One of my reading goals for this year was to read a minimum of six classic novels. We’re a little over halfway through the year, and, so far, I have read four. Which definitely isn’t bad. But one thing I also want to work on is reading more diverse literature and books by authors of color. So, I thought it would be interesting to combine the two and seek out classic novels by authors of color.

So far this year, the four classics I have read are The Odyssey by Homer, The Unbearable Lightness of Being by Milan Kundera, Kindred by Octavia Butler, and Norwegian Wood by Haruki Murakami – I have decided the last three count as modern classics (and they should be). Seriously, if the Kundera book is listed as a classic on Goodreads and was published after Kindred, and just a few years before Norwegian Wood, they all count.

Which means I have read one translated classic and two by authors of color. Not too bad out of four! But, if I can read two more classics by authors of color, that puts me at over fifty percent, which is amazing! Especially considering most books we consider “classics” were written by white people. I’m not saying those books are bad (there are some pretty amazing ones), but the literary world is pretty biased. And I want to work on featuring more under-represented books and authors on this blog.

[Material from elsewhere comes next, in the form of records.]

//! Blob serialization surface: a per-type serializer registry and the
//! chunked little-endian tensor record format streamed through the
//! key-value boundary.

use std::any::TypeId;
use std::sync::{Arc, Once};

use anyhow::{anyhow, Result};
use once_cell::sync::Lazy;

use crate::blob::Blob;
use crate::error::RunError;
use crate::registry::Registry;
use crate::tensor::{DType, Tensor};
use crate::types::{DeviceKind, DeviceOption};

/// Separates the blob name from the chunk ordinal in record keys.
pub const CHUNK_ID_SEPARATOR: &str = "#%";

/// Tensors beyond this many elements are split into row-aligned chunks.
pub const DEFAULT_CHUNK_ELEMS: usize = 1 << 20;

const TENSOR_TAG: &str = "tensor";

/// Streams a blob's payload as one or more `(key, bytes)` records.
pub trait BlobSerializer: Send + Sync {
    fn serialize(
        &self,
        blob: &Blob,
        name: &str,
        acceptor: &mut dyn FnMut(String, Vec<u8>),
    ) -> Result<()>;
}

/// What a single deserialized record contributed, so the loader can verify
/// that chunks sum to the declared total.
pub struct DeserializeInfo {
    pub is_tensor: bool,
    pub total_elems: usize,
    pub chunk_elems: usize,
}

pub trait BlobDeserializer: Send + Sync {
    fn deserialize(
        &self,
        payload: &[u8],
        blob: &mut Blob,
        device_override: Option<DeviceOption>,
    ) -> Result<DeserializeInfo>;
}

static SERIALIZERS: Lazy<Registry<TypeId, Arc<dyn BlobSerializer>>> =
    Lazy::new(|| Registry::new("blob serializer"));
static DESERIALIZERS: Lazy<Registry<String, Arc<dyn BlobDeserializer>>> =
    Lazy::new(|| Registry::new("blob deserializer"));
static BUILTIN_SERIALIZERS: Once = Once::new();

pub fn register_serializer(type_id: TypeId, serializer: Arc<dyn BlobSerializer>) {
    SERIALIZERS.register(type_id, serializer);
}

pub fn register_deserializer(tag: impl Into<String>, deserializer: Arc<dyn BlobDeserializer>) {
    DESERIALIZERS.register(tag.into(), deserializer);
}

fn ensure_builtin_serializers() {
    BUILTIN_SERIALIZERS.call_once(|| {
        register_serializer(TypeId::of::<Tensor>(), Arc::new(TensorSerializer));
        register_deserializer(TENSOR_TAG, Arc::new(TensorDeserializer));
    });
}

/// Serialize a blob through its registered serializer.
pub fn serialize_blob(
    blob: &Blob,
    name: &str,
    acceptor: &mut dyn FnMut(String, Vec<u8>),
) -> Result<()> {
    ensure_builtin_serializers();
    let meta = blob
        .meta()
        .ok_or_else(|| anyhow!(RunError::NotFound(format!("blob {} is empty", name))))?;
    let serializer = SERIALIZERS.get(&meta.id()).ok_or_else(|| {
        anyhow!(RunError::NotFound(format!(
            "no serializer for type {}",
            meta.name()
        )))
    })?;
    serializer.serialize(blob, name, acceptor)
}

/// Deserialize one record into `blob`, dispatching on the record's tag.
pub fn deserialize_blob(
    record: &[u8],
    blob: &mut Blob,
    device_override: Option<DeviceOption>,
) -> Result<DeserializeInfo> {
    ensure_builtin_serializers();
    let mut cursor = 0usize;
    let tag_len = read_u32(record, &mut cursor)? as usize;
    let tag_bytes = read_bytes(record, &mut cursor, tag_len)?;
    let tag = std::str::from_utf8(tag_bytes)
        .map_err(|_| anyhow!("record tag is not valid utf-8"))?;
    let deserializer = DESERIALIZERS.get(&tag.to_string()).ok_or_else(|| {
        anyhow!(RunError::NotFound(format!("no deserializer for tag {}", tag)))
    })?;
    deserializer.deserialize(&record[cursor..], blob, device_override)
}

/// Strip the chunk suffix from a record key.
pub fn base_key(db_key: &str) -> &str {
    match db_key.find(CHUNK_ID_SEPARATOR) {
        Some(pos) => &db_key[..pos],
        None => db_key,
    }
}

struct TensorSerializer;

impl BlobSerializer for TensorSerializer {
    fn serialize(
        &self,
        blob: &Blob,
        name: &str,
        acceptor: &mut dyn FnMut(String, Vec<u8>),
    ) -> Result<()> {
        let tensor = blob.get::<Tensor>()?;
        let total = tensor.len();
        if tensor.ndim() == 0 || total <= DEFAULT_CHUNK_ELEMS {
            acceptor(name.to_string(), encode_tensor(tensor, None)?);
            return Ok(());
        }
        let row_elems = tensor.size_from_dim(1).max(1);
        let rows_per_chunk = (DEFAULT_CHUNK_ELEMS / row_elems).max(1);
        let mut chunk_id = 0usize;
        let mut row = 0usize;
        while row < tensor.dim(0) {
            let rows = rows_per_chunk.min(tensor.dim(0) - row);
            let begin = row * row_elems;
            let end = begin + rows * row_elems;
            let key = format!("{}{}{}", name, CHUNK_ID_SEPARATOR, chunk_id);
            acceptor(key, encode_tensor(tensor, Some((begin, end)))?);
            row += rows;
            chunk_id += 1;
        }
        Ok(())
    }
}

struct TensorDeserializer;

impl BlobDeserializer for TensorDeserializer {
    fn deserialize(
        &self,
        payload: &[u8],
        blob: &mut Blob,
        device_override: Option<DeviceOption>,
    ) -> Result<DeserializeInfo> {
        let record = decode_tensor(payload)?;
        let device = device_override.unwrap_or(record.device);
        let total: usize = record.dims.iter().product();
        match record.segment {
            None => {
                let mut tensor = Tensor::new(record.dtype, record.dims.clone(), device);
                if tensor.nbytes() != record.bytes.len() {
                    return Err(RunError::DataSizeMismatch(format!(
                        "tensor record holds {} bytes for shape {:?}",
                        record.bytes.len(),
                        record.dims
                    ))
                    .into());
                }
                tensor.raw_bytes_mut().copy_from_slice(&record.bytes);
                blob.set(tensor);
                Ok(DeserializeInfo {
                    is_tensor: true,
                    total_elems: total,
                    chunk_elems: total,
                })
            }
            Some((begin, end)) => {
                // Chunked record: make sure the full-size tensor exists,
                // then splice the element range in.
                let needs_alloc = blob
                    .get::<Tensor>()
                    .map(|t| t.shape() != record.dims.as_slice() || t.dtype() != record.dtype)
                    .unwrap_or(true);
                if needs_alloc {
                    blob.set(Tensor::new(record.dtype, record.dims.clone(), device));
                }
                let itemsize = record.dtype.itemsize();
                let expected = (end - begin) * itemsize;
                if record.bytes.len() != expected || end > total {
                    return Err(RunError::DataSizeMismatch(format!(
                        "tensor chunk [{}, {}) holds {} bytes, expected {}",
                        begin,
                        end,
                        record.bytes.len(),
                        expected
                    ))
                    .into());
                }
                // Clones share storage, so this lands in the stored tensor.
                let mut tensor = blob.get::<Tensor>()?.clone();
                tensor.raw_bytes_mut()[begin * itemsize..end * itemsize]
                    .copy_from_slice(&record.bytes);
                Ok(DeserializeInfo {
                    is_tensor: true,
                    total_elems: total,
                    chunk_elems: end - begin,
                })
            }
        }
    }
}

struct TensorRecord {
    dtype: DType,
    dims: Vec<usize>,
    device: DeviceOption,
    segment: Option<(usize, usize)>,
    bytes: Vec<u8>,
}

fn encode_tensor(tensor: &Tensor, segment: Option<(usize, usize)>) -> Result<Vec<u8>> {
    let mut out = Vec::new();
    write_u32(&mut out, TENSOR_TAG.len() as u32);
    out.extend_from_slice(TENSOR_TAG.as_bytes());

    write_u32(&mut out, tensor.dtype().code());
    write_u32(&mut out, tensor.ndim() as u32);
    write_u32(&mut out, segment.is_some() as u32);
    let device = tensor.device();
    write_u32(&mut out, matches!(device.kind, DeviceKind::Gpu) as u32);
    write_u32(&mut out, device.index as u32);
    for &dim in tensor.shape() {
        write_u64(&mut out, dim as u64);
    }
    let bytes = match segment {
        None => tensor.raw_bytes(),
        Some((begin, end)) => {
            write_u64(&mut out, begin as u64);
            write_u64(&mut out, end as u64);
            let itemsize = tensor.itemsize();
            &tensor.raw_bytes()[begin * itemsize..end * itemsize]
        }
    };
    write_u64(&mut out, bytes.len() as u64);
    out.extend_from_slice(bytes);
    Ok(out)
}

fn decode_tensor(payload: &[u8]) -> Result<TensorRecord> {
    let mut cursor = 0usize;
    let dtype = DType::from_code(read_u32(payload, &mut cursor)?)?;
    let ndim = read_u32(payload, &mut cursor)? as usize;
    let has_segment = read_u32(payload, &mut cursor)? != 0;
    let kind = if read_u32(payload, &mut cursor)? != 0 {
        DeviceKind::Gpu
    } else {
        DeviceKind::Cpu
    };
    let index = read_u32(payload, &mut cursor)? as i32;
    let mut dims = Vec::with_capacity(ndim);
    for _ in 0..ndim {
        dims.push(read_u64(payload, &mut cursor)? as usize);
    }
    let segment = if has_segment {
        let begin = read_u64(payload, &mut cursor)? as usize;
        let end = read_u64(payload, &mut cursor)? as usize;
        Some((begin, end))
    } else {
        None
    };
    let nbytes = read_u64(payload, &mut cursor)? as usize;
    let bytes = read_bytes(payload, &mut cursor, nbytes)?.to_vec();
    Ok(TensorRecord {
        dtype,
        dims,
        device: DeviceOption {
            kind,
            index,
            random_seed: None,
            stream_id: None,
        },
        segment,
        bytes,
    })
}

fn write_u32(out: &mut Vec<u8>, value: u32) {
    out.extend_from_slice(&value.to_le_bytes());
}

fn write_u64(out: &mut Vec<u8>, value: u64) {
    out.extend_from_slice(&value.to_le_bytes());
}

fn read_u32(data: &[u8], cursor: &mut usize) -> Result<u32> {
    let bytes = read_bytes(data, cursor, 4)?;
    Ok(u32::from_le_bytes(bytes.try_into().expect("4 bytes")))
}

fn read_u64(data: &[u8], cursor: &mut usize) -> Result<u64> {
    let bytes = read_bytes(data, cursor, 8)?;
    Ok(u64::from_le_bytes(bytes.try_into().expect("8 bytes")))
}

fn read_bytes<'a>(data: &'a [u8], cursor: &mut usize, len: usize) -> Result<&'a [u8]> {
    let end = cursor
        .checked_add(len)
        .filter(|&end| end <= data.len())
        .ok_or_else(|| anyhow!("record truncated at byte {}", cursor))?;
    let slice = &data[*cursor..end];
    *cursor = end;
    Ok(slice)
}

Anyway…. Today I thought I’d share the classic novels I am planning on reading during the rest of this year.

Frenchman’s Creek by Daphne du Maurier

I absolutely love Rebecca and need to fix the fact that I have not yet read a single one of du Maurier’s other books. I own a few of them, so I picked this one out of the stack. (Sadly, My Cousin Rachel does not come in the matching editions that I love so much, otherwise I probably would have chosen that one.) Frenchman’s Creek a dark romance involving a runaway lady of the British court and a pirate, and I am here for it! I really don’t read very much historical romance – I can’t handle those covers – but I will read one written by du Maurier. (The fact that the cover isn’t cringe-worthy definitely helps.)

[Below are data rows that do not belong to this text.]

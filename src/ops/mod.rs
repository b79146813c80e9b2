//! Builtin CPU kernels and their schemas. Everything funnels through
//! `ensure_builtin_ops`, called lazily by the kernel and schema lookups.

mod load_save;
mod math;

use std::sync::{Arc, Once};

use anyhow::Result;

use crate::dataset::ops as dataset_ops;
use crate::graph::{ArgValue, OperatorDef};
use crate::operator::{register_kernel, register_kernel_fn};
use crate::recurrent::ops::{RecurrentNetworkGradientKernel, RecurrentNetworkKernel};
use crate::schema::{register_schema, OpCost, OpSchema, UNBOUNDED_ARITY};
use crate::types::DeviceKind;

static BUILTIN_OPS: Once = Once::new();

fn fill_shape(def: &OperatorDef, _inputs: &[Vec<usize>]) -> Result<Vec<Vec<usize>>> {
    let shape = match def.find_arg("shape") {
        Some(ArgValue::Ints(dims)) => dims.iter().map(|&d| d as usize).collect(),
        _ => Vec::new(),
    };
    Ok(vec![shape])
}

fn first_input_shape(_def: &OperatorDef, inputs: &[Vec<usize>]) -> Result<Vec<Vec<usize>>> {
    Ok(vec![inputs[0].clone()])
}

fn elementwise_cost(_def: &OperatorDef, inputs: &[Vec<usize>]) -> OpCost {
    let elems: usize = inputs.first().map(|s| s.iter().product()).unwrap_or(0);
    OpCost {
        flops: elems as u64,
        bytes_moved: (elems * 3 * 4) as u64,
    }
}

pub fn ensure_builtin_ops() {
    BUILTIN_OPS.call_once(|| {
        register_schemas();
        register_cpu_kernels();
    });
}

fn register_schemas() {
    register_schema(
        "fill",
        OpSchema::new()
            .num_inputs(0)
            .num_outputs(1)
            .shape_inference(fill_shape),
    );
    register_schema(
        "copy",
        OpSchema::new()
            .num_inputs(1)
            .num_outputs(1)
            .shape_inference(first_input_shape),
    );
    register_schema(
        "add",
        OpSchema::new()
            .num_inputs(2)
            .num_outputs(1)
            .allow_inplace(|_, out| out == 0)
            .shape_inference(first_input_shape)
            .cost_inference(elementwise_cost),
    );
    register_schema(
        "mul",
        OpSchema::new()
            .num_inputs(2)
            .num_outputs(1)
            .allow_inplace(|_, out| out == 0)
            .shape_inference(first_input_shape)
            .cost_inference(elementwise_cost),
    );
    register_schema(
        "scale",
        OpSchema::new()
            .num_inputs(1)
            .num_outputs(1)
            .allow_inplace(|input, out| input == 0 && out == 0)
            .shape_inference(first_input_shape)
            .cost_inference(elementwise_cost),
    );
    register_schema(
        "iter",
        OpSchema::new()
            .num_inputs_range(0, 1)
            .num_outputs(1)
            .enforce_inplace(|input, out| input == 0 && out == 0),
    );
    register_schema(
        "ge_scalar",
        OpSchema::new()
            .num_inputs(1)
            .num_outputs(1)
            .shape_inference(first_input_shape),
    );

    register_schema("create_tree_cursor", OpSchema::new().num_inputs(0).num_outputs(1));
    register_schema("reset_cursor", OpSchema::new().num_inputs(1).num_outputs(0));
    register_schema(
        "read_next_batch",
        OpSchema::new()
            .num_inputs_range(1, UNBOUNDED_ARITY)
            .num_outputs_range(1, UNBOUNDED_ARITY),
    );
    register_schema(
        "compute_offset",
        OpSchema::new()
            .num_inputs_range(1, UNBOUNDED_ARITY)
            .num_outputs(1),
    );
    register_schema(
        "sort_and_shuffle",
        OpSchema::new()
            .num_inputs_range(1, UNBOUNDED_ARITY)
            .num_outputs(1),
    );
    register_schema(
        "read_random_batch",
        OpSchema::new()
            .num_inputs_range(3, UNBOUNDED_ARITY)
            .num_outputs_range(1, UNBOUNDED_ARITY),
    );
    register_schema(
        "check_dataset_consistency",
        OpSchema::new()
            .num_inputs_range(1, UNBOUNDED_ARITY)
            .num_outputs(0),
    );
    register_schema(
        "append",
        OpSchema::new()
            .num_inputs(2)
            .num_outputs(1)
            .enforce_inplace(|input, out| input == 0 && out == 0),
    );
    register_schema(
        "atomic_append",
        OpSchema::new()
            .num_inputs_range(3, UNBOUNDED_ARITY)
            .num_outputs_range(1, UNBOUNDED_ARITY)
            .allow_inplace(|input, out| input == out + 1),
    );
    register_schema("create_mutex", OpSchema::new().num_inputs(0).num_outputs(1));

    register_schema(
        "save",
        OpSchema::new().num_inputs_range(1, UNBOUNDED_ARITY).num_outputs(0),
    );
    register_schema(
        "load",
        OpSchema::new()
            .num_inputs(0)
            .num_outputs_range(0, UNBOUNDED_ARITY),
    );
    register_schema(
        "checkpoint",
        OpSchema::new().num_inputs_range(1, UNBOUNDED_ARITY).num_outputs(0),
    );

    register_schema(
        "recurrent_network",
        OpSchema::new()
            .num_inputs_range(1, UNBOUNDED_ARITY)
            .num_outputs_range(1, UNBOUNDED_ARITY),
    );
    register_schema(
        "recurrent_network_gradient",
        OpSchema::new()
            .num_inputs_range(1, UNBOUNDED_ARITY)
            .num_outputs_range(0, UNBOUNDED_ARITY),
    );
}

fn register_cpu_kernels() {
    let cpu = DeviceKind::Cpu;
    register_kernel_fn("fill", cpu, math::fill);
    register_kernel_fn("copy", cpu, math::copy);
    register_kernel_fn("add", cpu, math::add);
    register_kernel_fn("mul", cpu, math::mul);
    register_kernel_fn("scale", cpu, math::scale);
    register_kernel_fn("iter", cpu, math::iter);
    register_kernel_fn("ge_scalar", cpu, math::ge_scalar);

    register_kernel_fn("create_tree_cursor", cpu, dataset_ops::create_tree_cursor);
    register_kernel_fn("reset_cursor", cpu, dataset_ops::reset_cursor);
    register_kernel_fn("read_next_batch", cpu, dataset_ops::read_next_batch);
    register_kernel_fn("compute_offset", cpu, dataset_ops::compute_offset);
    register_kernel_fn("sort_and_shuffle", cpu, dataset_ops::sort_and_shuffle);
    register_kernel_fn("read_random_batch", cpu, dataset_ops::read_random_batch);
    register_kernel_fn(
        "check_dataset_consistency",
        cpu,
        dataset_ops::check_dataset_consistency,
    );
    register_kernel_fn("append", cpu, dataset_ops::append);
    register_kernel_fn("atomic_append", cpu, dataset_ops::atomic_append);
    register_kernel_fn("create_mutex", cpu, dataset_ops::create_mutex);

    register_kernel_fn("save", cpu, load_save::save);
    register_kernel_fn("load", cpu, load_save::load);
    register_kernel_fn("checkpoint", cpu, load_save::checkpoint);

    register_kernel(
        "recurrent_network",
        cpu,
        Arc::new(RecurrentNetworkKernel::create),
    );
    register_kernel(
        "recurrent_network_gradient",
        cpu,
        Arc::new(RecurrentNetworkGradientKernel::create),
    );
}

This just sounds intriguing and dark, and I think it will make the perfect fall read this year. I’m always in the mood for darker books when the weather turns cool. This was already on my reading list for 2020. It’s also fairly short (and I have the audiobook), so I think it’s a good pick to even out the longer book that is next on this list.

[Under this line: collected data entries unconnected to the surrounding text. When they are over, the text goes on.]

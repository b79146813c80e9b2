use std::env;
use std::fmt::Arguments;
use std::sync::OnceLock;
use std::time::{SystemTime, UNIX_EPOCH};

#[derive(Clone, Copy)]
enum TraceLevel {
    Off,
    Basic,
    Full,
}

const COLOR_WARNING: &str = "33";
const COLOR_ERROR: &str = "91";
const COLOR_CRITICAL: &str = "31";
const COLOR_TRACE: &str = "34";

static TRACE_LEVEL: OnceLock<TraceLevel> = OnceLock::new();

fn parse_trace_level(value: &str) -> TraceLevel {
    let normalized = value.trim().to_ascii_lowercase();
    match normalized.as_str() {
        "1" => TraceLevel::Basic,
        "full" => TraceLevel::Full,
        _ => TraceLevel::Off,
    }
}

fn trace_level() -> TraceLevel {
    *TRACE_LEVEL.get_or_init(|| {
        env::var("OPENNET_TRACE")
            .ok()
            .as_deref()
            .map(parse_trace_level)
            .unwrap_or(TraceLevel::Off)
    })
}

fn trace_full_enabled() -> bool {
    matches!(trace_level(), TraceLevel::Full)
}

fn trace_basic_enabled() -> bool {
    matches!(trace_level(), TraceLevel::Full | TraceLevel::Basic)
}

fn timestamp_hms() -> String {
    let secs = SystemTime::now()
        .duration_since(UNIX_EPOCH)
        .unwrap_or_default()
        .as_secs()
        % 86_400;
    let hours = secs / 3_600;
    let minutes = (secs % 3_600) / 60;
    let seconds = secs % 60;
    format!("{:02}:{:02}:{:02}", hours, minutes, seconds)
}

fn emit(kind: &str, color: &str, args: Arguments) {
    let ts = timestamp_hms();
    if color.is_empty() {
        println!("{ts} [{kind}] -- {args}");
    } else {
        println!("{ts} [\u{001b}[{color}m{kind}\u{001b}[0m] -- {args}");
    }
}

/// Emit a warning message when trace level allows it.
pub fn emit_warning(args: Arguments) {
    if trace_full_enabled() {
        emit("WARNING", COLOR_WARNING, args);
    }
}

/// Emit an error message when trace level allows it.
pub fn emit_error(args: Arguments) {
    if trace_basic_enabled() {
        emit("ERROR", COLOR_ERROR, args);
    }
}

/// Emit a critical message unconditionally.
pub fn emit_critical(args: Arguments) {
    emit("CRITICAL", COLOR_CRITICAL, args);
}

/// Emit a trace message when trace level allows it.
pub fn emit_trace(args: Arguments) {
    if trace_basic_enabled() {
        emit("TRACE", COLOR_TRACE, args);
    }
}

/// Emit a warning message via the logging subsystem.
#[macro_export]
macro_rules! warning {
    ($($arg:tt)*) => {
        $crate::logging::emit_warning(format_args!($($arg)*))
    };
}

/// Emit an error message via the logging subsystem.
#[macro_export]
macro_rules! error {
    ($($arg:tt)*) => {
        $crate::logging::emit_error(format_args!($($arg)*))
    };
}

/// Emit a critical message via the logging subsystem.
#[macro_export]
macro_rules! critical {
    ($($arg:tt)*) => {
        $crate::logging::emit_critical(format_args!($($arg)*))
    };
}

/// Emit a trace message via the logging subsystem.
#[macro_export]
macro_rules! trace {
    ($($arg:tt)*) => {
        $crate::logging::emit_trace(format_args!($($arg)*))
    };
}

Since this is yet another classic by a white author, I do want to make sure the other two books on my reading list are classics by authors of color. Starting with…

I Am a Cat by Soseki Natsume

The second I read the synopsis of this book, I added it to my TBR. It is told from the point of view of a cat, satirizing the frivolousness of upper-middle-class Japanese society in the early 20th century. Basically, it’s a five-hundred-page book about a kitten who things humans are foolish. Don’t tell me that doesn’t sound awesome. It’s considered a Japanese classic, and I think that might be really fun to read.

Really, though, this sounds right up my alley. A satire with a cat main character? I cannot wait. I’m really curious how it goes because this book is so long, but I’m hoping it’s worth it. Though, I will tell you know, I might have to DNF this if there is any sort of animal abuse or the cat gets hurt. I genuinely cannot handle animals in pain. But I do want to at least try to read this one. Because it sounds like a classic that is actually a fun read. Which I will definitely need to balance out this next book…

Twelve Years a Slave by Simon Northup

I think because I have only ever seen the movie cover of this book, in my head it was more modern historical fiction. Which would still be fine and probably a great book. But if I had paid more attention, I would have realized earlier that this is not only a classic, it is also a memoir. So this is a perfect way to hit a lot of my reading goals: diverse book, author of color, classic, and nonfiction. Any way I can multi-task just makes me really happy.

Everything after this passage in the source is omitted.